### GIVEN DATA
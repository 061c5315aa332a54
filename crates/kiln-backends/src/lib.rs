//! Program IR, compiler, and device backends for kiln
//!
//! This crate provides:
//! - **Program IR**: token-based compute programs described as JSON
//! - **Compiler**: whole-program type checking with collected diagnostics
//! - **Backend Trait**: pluggable device interface (buffers + dispatch)
//! - **CPU Backend**: reference device interpreting the IR with rayon
//! - **Program Cache**: compiled programs shared by source text
//!
//! # Architecture
//!
//! ```text
//! ┌─────────────────────────────────────────────┐
//! │              Program source (JSON)           │
//! └─────────────────────┬───────────────────────┘
//!                       │ isa::compile
//!                       ▼
//! ┌─────────────────────────────────────────────┐
//! │     CompiledProgram (signature + IR)         │
//! └─────────────────────┬───────────────────────┘
//!                       │ Backend::execute_program
//!                       ▼
//!               ┌───────────────┐
//!               │  CpuBackend   │
//!               └───────────────┘
//! ```
//!
//! # Usage
//!
//! ```rust
//! use kiln_backends::{compile, Backend, CpuBackend, Io, LaunchConfig, ParameterBinding};
//!
//! # fn main() -> Result<(), Box<dyn std::error::Error>> {
//! let mut backend = CpuBackend::new();
//!
//! // out = in + 1.5
//! let program = compile(r#"{
//!     "symbol": {
//!         "0": {"Variable": "F32"}, "1": {"Variable": "F32"},
//!         "2": {"Constant": "F32"}, "3": {"Constant": "F32"}, "4": {"Constant": "F32"}
//!     },
//!     "operation": [
//!         {"Load": [2, 0]},
//!         {"Constant": [3, {"F32": 1.5}]},
//!         {"Add": [4, 2, 3]},
//!         {"Store": [1, 4]}
//!     ],
//!     "input": {"in": 0},
//!     "output": {"out": 1}
//! }"#)?;
//!
//! let input = backend.allocate_buffer(4)?;
//! backend.copy_to_buffer(input, bytemuck::bytes_of(&2.0f32))?;
//! let output = backend.allocate_buffer(0)?;
//!
//! let bindings = [
//!     ParameterBinding::new(program.parameter("in", Io::Input).unwrap(), input),
//!     ParameterBinding::new(program.parameter("out", Io::Output).unwrap(), output),
//! ];
//! backend.execute_program(&program, &bindings, &LaunchConfig::default())?;
//!
//! let mut result = [0.0f32];
//! backend.copy_from_buffer(output, bytemuck::cast_slice_mut(&mut result))?;
//! assert_eq!(result[0], 3.5);
//! # Ok(())
//! # }
//! ```

pub mod backend;
pub mod backends;
pub mod error;
pub mod isa;
pub mod program_cache;

// Re-export commonly used types
pub use backend::{
    Backend, BlockDim, BufferHandle, ExecutionContext, ExecutionReport, GridDim, LaunchConfig, ParameterBinding,
};
pub use backends::{CpuBackend, CpuBackendConfig};
pub use error::{BackendError, Result};
pub use isa::{
    compile, CompileError, CompiledProgram, DataType, Diagnostic, ElementKind, Io, Parameter, Program, ProgramError,
    Shape, TokenId,
};
pub use program_cache::ProgramCache;
//! Timing records for uploads and dispatches
//!
//! Everything here logs at `debug` and is switched off as a whole by
//! [`configure`]. `init_global_tracing` calls it with the installed config.
//!
//! ```
//! use kiln_tracing::performance::{record_transfer, PerformanceSpan, Transfer};
//!
//! let span = PerformanceSpan::new("upload_inputs", Some(100));
//! drop(span); // logged only if it took at least 100us
//!
//! record_transfer(4096, Transfer::Upload, 250);
//! ```

use std::fmt;
use std::sync::atomic::{AtomicBool, AtomicU64, Ordering};
use std::time::Instant;
use tracing::Level;

static ENABLED: AtomicBool = AtomicBool::new(true);

// u64::MAX means unset
static THRESHOLD_US: AtomicU64 = AtomicU64::new(u64::MAX);

/// Set the process-wide switch and default span threshold
pub fn configure(enabled: bool, threshold_us: Option<u64>) {
    ENABLED.store(enabled, Ordering::Relaxed);
    THRESHOLD_US.store(threshold_us.unwrap_or(u64::MAX), Ordering::Relaxed);
}

pub fn is_enabled() -> bool {
    ENABLED.load(Ordering::Relaxed)
}

fn default_threshold() -> Option<u64> {
    Some(THRESHOLD_US.load(Ordering::Relaxed)).filter(|&threshold| threshold != u64::MAX)
}

/// Data movement recorded by [`record_transfer`]
#[derive(Debug, Clone, Copy, PartialEq, Eq)]
pub enum Transfer {
    /// Host resource contents copied into a device buffer
    Upload,
    /// Device buffers decoded into program state before lanes start
    Load,
    /// Program outputs written back into device buffers
    Store,
}

impl fmt::Display for Transfer {
    fn fmt(&self, f: &mut fmt::Formatter<'_>) -> fmt::Result {
        f.write_str(match self {
            Transfer::Upload => "upload",
            Transfer::Load => "load",
            Transfer::Store => "store",
        })
    }
}

/// Guard that logs its lifetime on drop
///
/// Without an explicit threshold the one passed to [`configure`] applies;
/// with neither, every span is logged.
pub struct PerformanceSpan {
    name: String,
    threshold_us: Option<u64>,
    started: Instant,
    span: tracing::Span,
}

impl PerformanceSpan {
    pub fn new(name: impl Into<String>, threshold_us: Option<u64>) -> Self {
        Self::with_level(Level::DEBUG, name, threshold_us)
    }

    /// Same as [`new`](Self::new) with the `perf` span created at `level`
    pub fn with_level(level: Level, name: impl Into<String>, threshold_us: Option<u64>) -> Self {
        let name = name.into();
        let span = match level {
            Level::TRACE => tracing::trace_span!("perf", name = %name),
            Level::DEBUG => tracing::debug_span!("perf", name = %name),
            Level::INFO => tracing::info_span!("perf", name = %name),
            Level::WARN => tracing::warn_span!("perf", name = %name),
            Level::ERROR => tracing::error_span!("perf", name = %name),
        };

        Self {
            name,
            threshold_us: threshold_us.or_else(default_threshold),
            started: Instant::now(),
            span,
        }
    }

    pub fn name(&self) -> &str {
        &self.name
    }

    pub fn elapsed_us(&self) -> u64 {
        self.started.elapsed().as_micros() as u64
    }

    pub fn enter(&self) -> tracing::span::Entered<'_> {
        self.span.enter()
    }
}

impl Drop for PerformanceSpan {
    fn drop(&mut self) {
        let elapsed_us = self.elapsed_us();
        if is_enabled() && self.threshold_us.map_or(true, |threshold| elapsed_us >= threshold) {
            let _entered = self.span.enter();
            tracing::debug!(duration_us = elapsed_us, "performance_span_complete");
        }
    }
}

/// Log a transfer of `bytes` with its bandwidth in MiB/s
pub fn record_transfer(bytes: usize, transfer: Transfer, duration_us: u64) {
    if !is_enabled() {
        return;
    }
    tracing::debug!(
        transfer = %transfer,
        bytes = bytes,
        duration_us = duration_us,
        bandwidth_mibps = per_second(bytes as f64 / (1024.0 * 1024.0), duration_us),
        "data_transfer"
    );
}

/// Log a finished dispatch with its operation throughput
pub fn record_dispatch(workers: u64, operations: u64, duration_us: u64) {
    if !is_enabled() {
        return;
    }
    tracing::debug!(
        workers = workers,
        operations = operations,
        duration_us = duration_us,
        ops_per_sec = per_second(operations as f64, duration_us),
        "dispatch_complete"
    );
}

fn per_second(amount: f64, duration_us: u64) -> f64 {
    match duration_us {
        0 => 0.0,
        us => amount * 1_000_000.0 / us as f64,
    }
}

#[cfg(test)]
mod tests {
    use super::*;
    use std::thread;
    use std::time::Duration;

    #[test]
    fn test_span_keeps_name_and_threshold() {
        let span = PerformanceSpan::with_level(Level::INFO, "upload_inputs", Some(100));
        assert_eq!(span.name(), "upload_inputs");
        assert_eq!(span.threshold_us, Some(100));
    }

    #[test]
    fn test_span_elapsed() {
        let span = PerformanceSpan::new("sleep", None);
        thread::sleep(Duration::from_millis(5));
        assert!(span.elapsed_us() >= 5_000);
    }

    #[test]
    fn test_per_second() {
        assert_eq!(per_second(500.0, 0), 0.0);
        assert_eq!(per_second(500.0, 1_000), 500_000.0);
    }

    #[test]
    fn test_transfer_labels() {
        assert_eq!(Transfer::Upload.to_string(), "upload");
        assert_eq!(Transfer::Store.to_string(), "store");
    }

    #[test]
    fn test_records_accept_zero_durations() {
        record_transfer(0, Transfer::Load, 0);
        record_dispatch(1, 0, 0);
    }
}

### TASK TO CARRY OUT
Output, please, only the lines running from the start of the entries through the line that contains "IR with rayon", including both of those lines.

### ANSWER BELOW
repository 061c5315aa332a54
filename crates/kiln-backends/src/lib.rs
//! Program IR, compiler, and device backends for kiln
//!
//! This crate provides:
//! - **Program IR**: token-based compute programs described as JSON
//! - **Compiler**: whole-program type checking with collected diagnostics
//! - **Backend Trait**: pluggable device interface (buffers + dispatch)
//! - **CPU Backend**: reference device interpreting the IR with rayon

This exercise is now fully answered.